> [What you are asked to do] Every line holding the string "RpcChainConfig" should be copied out of the listing.
========
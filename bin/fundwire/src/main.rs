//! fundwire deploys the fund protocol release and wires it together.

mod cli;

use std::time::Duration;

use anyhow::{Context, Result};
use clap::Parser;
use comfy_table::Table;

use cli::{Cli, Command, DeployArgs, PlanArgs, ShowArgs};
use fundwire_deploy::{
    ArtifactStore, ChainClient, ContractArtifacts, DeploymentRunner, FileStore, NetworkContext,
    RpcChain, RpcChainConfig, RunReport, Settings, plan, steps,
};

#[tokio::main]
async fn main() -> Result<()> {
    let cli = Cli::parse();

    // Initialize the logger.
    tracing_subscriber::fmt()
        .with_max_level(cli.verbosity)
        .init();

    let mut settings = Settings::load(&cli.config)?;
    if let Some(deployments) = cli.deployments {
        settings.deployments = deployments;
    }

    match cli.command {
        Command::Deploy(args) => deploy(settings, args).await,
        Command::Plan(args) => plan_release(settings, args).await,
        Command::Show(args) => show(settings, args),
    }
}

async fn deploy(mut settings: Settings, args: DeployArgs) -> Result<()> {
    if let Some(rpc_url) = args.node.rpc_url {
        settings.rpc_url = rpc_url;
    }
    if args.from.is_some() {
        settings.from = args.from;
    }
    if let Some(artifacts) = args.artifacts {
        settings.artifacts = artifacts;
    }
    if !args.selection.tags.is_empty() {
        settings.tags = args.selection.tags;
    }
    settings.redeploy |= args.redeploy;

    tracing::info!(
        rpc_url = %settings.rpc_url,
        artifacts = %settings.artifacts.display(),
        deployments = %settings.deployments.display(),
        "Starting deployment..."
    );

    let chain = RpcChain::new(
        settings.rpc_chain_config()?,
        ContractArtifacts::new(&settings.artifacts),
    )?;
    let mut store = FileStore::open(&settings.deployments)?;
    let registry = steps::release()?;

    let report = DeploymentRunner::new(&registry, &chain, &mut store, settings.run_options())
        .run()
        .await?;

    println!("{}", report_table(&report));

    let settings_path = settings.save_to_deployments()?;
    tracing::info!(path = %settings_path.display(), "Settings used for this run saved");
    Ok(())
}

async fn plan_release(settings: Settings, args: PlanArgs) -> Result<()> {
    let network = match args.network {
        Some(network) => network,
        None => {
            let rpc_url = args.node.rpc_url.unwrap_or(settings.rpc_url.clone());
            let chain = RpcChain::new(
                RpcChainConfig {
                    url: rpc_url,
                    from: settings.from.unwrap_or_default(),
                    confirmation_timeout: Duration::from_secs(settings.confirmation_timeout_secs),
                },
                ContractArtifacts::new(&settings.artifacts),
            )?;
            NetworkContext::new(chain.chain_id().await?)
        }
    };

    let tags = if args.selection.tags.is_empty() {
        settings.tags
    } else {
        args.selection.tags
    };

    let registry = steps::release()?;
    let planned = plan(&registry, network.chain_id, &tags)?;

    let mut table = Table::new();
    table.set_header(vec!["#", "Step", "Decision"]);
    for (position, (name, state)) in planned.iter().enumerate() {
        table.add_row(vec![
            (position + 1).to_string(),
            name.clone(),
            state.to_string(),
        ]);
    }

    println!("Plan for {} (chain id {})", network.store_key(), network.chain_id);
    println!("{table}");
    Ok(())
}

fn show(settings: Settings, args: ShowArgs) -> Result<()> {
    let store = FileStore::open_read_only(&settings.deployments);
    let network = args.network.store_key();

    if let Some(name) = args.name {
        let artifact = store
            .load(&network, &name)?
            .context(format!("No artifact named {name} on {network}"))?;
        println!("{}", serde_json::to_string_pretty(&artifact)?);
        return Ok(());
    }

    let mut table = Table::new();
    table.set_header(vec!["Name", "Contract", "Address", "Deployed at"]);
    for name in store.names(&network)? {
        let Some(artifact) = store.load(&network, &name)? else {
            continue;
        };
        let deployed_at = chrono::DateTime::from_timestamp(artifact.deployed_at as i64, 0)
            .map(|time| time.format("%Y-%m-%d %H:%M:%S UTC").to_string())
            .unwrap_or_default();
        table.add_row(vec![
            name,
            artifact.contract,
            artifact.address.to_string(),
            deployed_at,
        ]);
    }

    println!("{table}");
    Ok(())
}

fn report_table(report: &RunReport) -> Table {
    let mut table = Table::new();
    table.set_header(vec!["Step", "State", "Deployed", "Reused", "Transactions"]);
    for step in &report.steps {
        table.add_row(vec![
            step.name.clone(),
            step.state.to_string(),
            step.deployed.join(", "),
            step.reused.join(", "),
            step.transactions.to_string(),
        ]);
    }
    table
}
========
> [Your solution]
    RpcChain, RpcChainConfig, RunReport, Settings, plan, steps,
                RpcChainConfig {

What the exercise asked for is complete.